▶ _Exercise prompt_
After locating the line containing "fn seek_label(video_id: &str, label: &str, seconds: Option<u32>)", transcribe that line and all following lines exactly, stopping only at the end of the records.

--- Data extracts Enclosed Below ---

//! Render a finished analysis as markdown or pretty JSON.
//!
//! Timestamp labels become watch links with a `t=` offset, so the
//! document keeps the click-to-seek behavior of the popup.

use crate::analyzer::VideoAnalysis;
use crate::error::Result;
use crate::video::{parse_time_label, watch_url, VideoContext};

/// Format the analysis as a markdown document.
pub fn render_markdown(video: &VideoContext, analysis: &VideoAnalysis) -> String {
    let mut content = String::new();

    // Header
    let title = if video.title.is_empty() {
        "Video Summary"
    } else {
        video.title.as_str()
    };
    content.push_str(&format!("# {}\n\n", title));

    content.push_str("## Video Information\n");
    if !video.channel_name.is_empty() {
        content.push_str(&format!("- **Channel**: {}\n", video.channel_name));
    }
    if !video.duration.is_empty() {
        content.push_str(&format!("- **Duration**: {}\n", video.duration));
    }
    content.push_str(&format!("- **URL**: {}\n", video.watch_url()));
    content.push_str(&format!(
        "- **Transcript**: {} chars via {}\n",
        analysis.transcript_length, analysis.transcript_source
    ));
    content.push('\n');

    content.push_str("## Summary\n\n");
    content.push_str(&format!("{}\n\n", analysis.summary));

    if !analysis.key_points.is_empty() {
        content.push_str("## Key Points\n\n");
        for point in &analysis.key_points {
            content.push_str(&format!("- {}\n", point));
        }
        content.push('\n');
    }

    if !analysis.timestamps.is_empty() {
        content.push_str("## Timestamps\n\n");
        for entry in &analysis.timestamps {
            content.push_str(&format!(
                "- {} {}\n",
                seek_label(&video.id, &entry.display_time, Some(entry.time)),
                entry.text
            ));
        }
        content.push('\n');
    }

    if !analysis.detailed_timestamps.is_empty() {
        content.push_str("## Detailed Timestamps\n\n");
        for section in &analysis.detailed_timestamps {
            content.push_str(&format!(
                "- {} **{}**: {}\n",
                seek_label(&video.id, &section.time, parse_time_label(&section.time)),
                section.title,
                section.description
            ));
        }
        content.push('\n');
    }

    if !analysis.topics.is_empty() {
        content.push_str("## Topics Covered\n\n");
        content.push_str(&format!("{}\n\n", analysis.topics.join(", ")));
    }

    if !analysis.video_structure.is_empty() {
        content.push_str("## Video Structure\n\n");
        content.push_str(&format!("{}\n\n", analysis.video_structure));
    }

    if !analysis.key_takeaways.is_empty() {
        content.push_str("## Key Takeaways\n\n");
        for takeaway in &analysis.key_takeaways {
            content.push_str(&format!("- {}\n", takeaway));
        }
        content.push('\n');
    }

    if !analysis.related_videos.is_empty() {
        content.push_str("## Related Videos\n\n");
        for related in &analysis.related_videos {
            content.push_str(&format!(
                "- [{}]({}) ({})\n",
                related.title, related.url, related.channel
            ));
        }
        content.push('\n');
    }

    // Footer
    content.push_str("---\n");
    content.push_str(&format!(
        "*Generated by yt-summarizer - {}*\n",
        analysis.generated_at.format("%Y-%m-%d %H:%M:%S UTC")
    ));

    content
}

/// Pretty JSON export of the full payload.
pub fn render_json(analysis: &VideoAnalysis) -> Result<String> {
    Ok(serde_json::to_string_pretty(analysis)?)
}

/// A timestamp label, linked to the watch URL when both the video id
/// and a second offset are known.
fn seek_label(video_id: &str, label: &str, seconds: Option<u32>) -> String {
    match seconds {
        Some(seconds) if !video_id.is_empty() => {
            format!("[{}]({}&t={}s)", label, watch_url(video_id), seconds)
        }
        _ => label.to_string(),
    }
}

--- End of Enclosed Data extracts ---

▶ _Task result_
fn seek_label(video_id: &str, label: &str, seconds: Option<u32>) -> String {
    match seconds {
        Some(seconds) if !video_id.is_empty() => {
            format!("[{}]({}&t={}s)", label, watch_url(video_id), seconds)
        }
        _ => label.to_string(),
    }
}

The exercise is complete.